§ TASK BRIEF
Within the records below is a range that opens at the line with "if let Some(entry_point)" and closes at the line with "hands control to.". Return that range word for word, both ends included, and only that range.

Stored data
=== Begin Enclosure ===

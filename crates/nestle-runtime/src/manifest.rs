//! Manifest attribute block
//!
//! Only the main section is modelled. Attribute names compare
//! case-insensitively and keep insertion order when written.

use crate::error::{ArchiveError, ArchiveResult};
use crate::layout::{NESTED_CLASSES_PREFIX, NESTED_LIB_PREFIX, TRAMPOLINE_ENTRY_POINT};

pub const MANIFEST_VERSION: &str = "Manifest-Version";
pub const MAIN_CLASS: &str = "Main-Class";
/// Real entry point of a composite archive
pub const START_CLASS: &str = "Start-Class";
pub const NESTLE_LIB: &str = "Nestle-Lib";
pub const NESTLE_CLASSES: &str = "Nestle-Classes";

/// Maximum line length in bytes, excluding the line break
const MAX_LINE_BYTES: usize = 72;

#[derive(Debug, Clone, PartialEq, Eq)]
pub struct Manifest {
    attributes: Vec<(String, String)>,
}

impl Manifest {
    /// Create a manifest carrying only the version attribute
    pub fn new() -> Self {
        let mut manifest = Self {
            attributes: Vec::new(),
        };
        manifest.set(MANIFEST_VERSION, "1.0");
        manifest
    }

    /// Manifest for a single archive, optionally naming its entry point
    pub fn single(entry_point: Option<&str>) -> Self {
        let mut manifest = Self::new();
        if let Some(entry_point) = entry_point {
            manifest.set(MAIN_CLASS, entry_point);
        }
        manifest
    }

    /// Manifest for a composite archive
    ///
    /// `Main-Class` names the trampoline; `Start-Class` names the unit the
    /// trampoline hands control to.
    pub fn composite(entry_point: &str) -> Self {
        let mut manifest = Self::new();
        manifest.set(MAIN_CLASS, TRAMPOLINE_ENTRY_POINT);
        manifest.set(START_CLASS, entry_point);
        manifest.set(NESTLE_CLASSES, NESTED_CLASSES_PREFIX);
        manifest.set(NESTLE_LIB, NESTED_LIB_PREFIX);
        manifest
    }

    /// Set an attribute, replacing any existing value
    pub fn set(&mut self, name: impl Into<String>, value: impl Into<String>) {
        let name = name.into();
        let value = value.into();
        match self
            .attributes
            .iter_mut()
            .find(|(existing, _)| existing.eq_ignore_ascii_case(&name))
        {
            Some(slot) => slot.1 = value,
            None => self.attributes.push((name, value)),
        }
    }

    pub fn get(&self, name: &str) -> Option<&str> {
        self.attributes
            .iter()
            .find(|(existing, _)| existing.eq_ignore_ascii_case(name))
            .map(|(_, value)| value.as_str())
    }

    /// The real entry point of a composite archive
    pub fn start_class(&self) -> Option<&str> {
        self.get(START_CLASS)
    }

    pub fn main_class(&self) -> Option<&str> {
        self.get(MAIN_CLASS)
    }

    pub fn attributes(&self) -> impl Iterator<Item = (&str, &str)> {
        self.attributes
            .iter()
            .map(|(name, value)| (name.as_str(), value.as_str()))
    }

    /// Serialize to the wrapped `Name: value` form
    pub fn to_bytes(&self) -> Vec<u8> {
        let mut out = String::new();
        for (name, value) in &self.attributes {
            write_wrapped(&mut out, &format!("{}: {}", name, value));
        }
        out.push_str("\r\n");
        out.into_bytes()
    }

    /// Parse the main section of a manifest
    pub fn parse(bytes: &[u8]) -> ArchiveResult<Self> {
        let text = std::str::from_utf8(bytes)
            .map_err(|e| ArchiveError::InvalidManifest(format!("not UTF-8: {}", e)))?;

        let mut attributes: Vec<(String, String)> = Vec::new();
        for (index, raw) in text.split('\n').enumerate() {
            let line = raw.strip_suffix('\r').unwrap_or(raw);
            if line.is_empty() {
                break;
            }

            if let Some(continuation) = line.strip_prefix(' ') {
                match attributes.last_mut() {
                    Some((_, value)) => value.push_str(continuation),
                    None => {
                        return Err(ArchiveError::InvalidManifest(format!(
                            "line {} continues nothing",
                            index + 1
                        )))
                    }
                }
                continue;
            }

            let (name, value) = line.split_once(':').ok_or_else(|| {
                ArchiveError::InvalidManifest(format!("line {} has no ':'", index + 1))
            })?;
            let value = value.strip_prefix(' ').unwrap_or(value);
            attributes.push((name.trim().to_string(), value.to_string()));
        }

        Ok(Self { attributes })
    }
}

impl Default for Manifest {
    fn default() -> Self {
        Self::new()
    }
}

/// Append one logical line, wrapping at `MAX_LINE_BYTES`
fn write_wrapped(out: &mut String, line: &str) {
    let mut budget = MAX_LINE_BYTES;
    let mut used = 0;
    for ch in line.chars() {
        if used + ch.len_utf8() > budget {
            out.push_str("\r\n ");
            // continuation lines spend one byte on the leading space
            budget = MAX_LINE_BYTES - 1;
            used = 0;
        }
        out.push(ch);
        used += ch.len_utf8();
    }
    out.push_str("\r\n");
}

#[cfg(test)]
mod tests {
    use super::*;

    #[test]
    fn test_new_manifest_has_version() {
        let manifest = Manifest::new();
        assert_eq!(manifest.get("Manifest-Version"), Some("1.0"));
        assert_eq!(manifest.main_class(), None);
    }

    #[test]
    fn test_composite_manifest_attributes() {
        let manifest = Manifest::composite("com.example.Main");
        assert_eq!(manifest.main_class(), Some(TRAMPOLINE_ENTRY_POINT));
        assert_eq!(manifest.start_class(), Some("com.example.Main"));
    }

    #[test]
    fn test_lookup_is_case_insensitive() {
        let mut manifest = Manifest::new();
        manifest.set("start-class", "A");
        manifest.set("Start-Class", "B");
        assert_eq!(manifest.start_class(), Some("B"));
        assert_eq!(manifest.attributes().count(), 2);
    }

    #[test]
    fn test_long_values_wrap_and_parse_back() {
        let long = format!("com.example.{}", "deeply.nested.package.".repeat(8));
        let mut manifest = Manifest::new();
        manifest.set(START_CLASS, long.clone());

        let bytes = manifest.to_bytes();
        let text = String::from_utf8(bytes.clone()).unwrap();
        assert!(text.lines().all(|l| l.trim_end_matches('\r').len() <= 72));

        let parsed = Manifest::parse(&bytes).unwrap();
        assert_eq!(parsed.start_class(), Some(long.as_str()));
    }

    #[test]
    fn test_parse_stops_at_first_section() {
        let text = "Manifest-Version: 1.0\r\nMain-Class: A\r\n\r\nName: a/B.class\r\nX: y\r\n";
        let parsed = Manifest::parse(text.as_bytes()).unwrap();
        assert_eq!(parsed.main_class(), Some("A"));
        assert_eq!(parsed.get("Name"), None);
    }

    #[test]
    fn test_parse_rejects_garbage() {
        assert!(Manifest::parse(b"no colon here\n").is_err());
        assert!(Manifest::parse(b" orphan continuation\n").is_err());
    }
}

=== End Enclosure ===

§ ANSWER TO THE EXERCISE
        if let Some(entry_point) = entry_point {
            manifest.set(MAIN_CLASS, entry_point);
        }
        manifest
    }

    /// Manifest for a composite archive
    ///
    /// `Main-Class` names the trampoline; `Start-Class` names the unit the
    /// trampoline hands control to.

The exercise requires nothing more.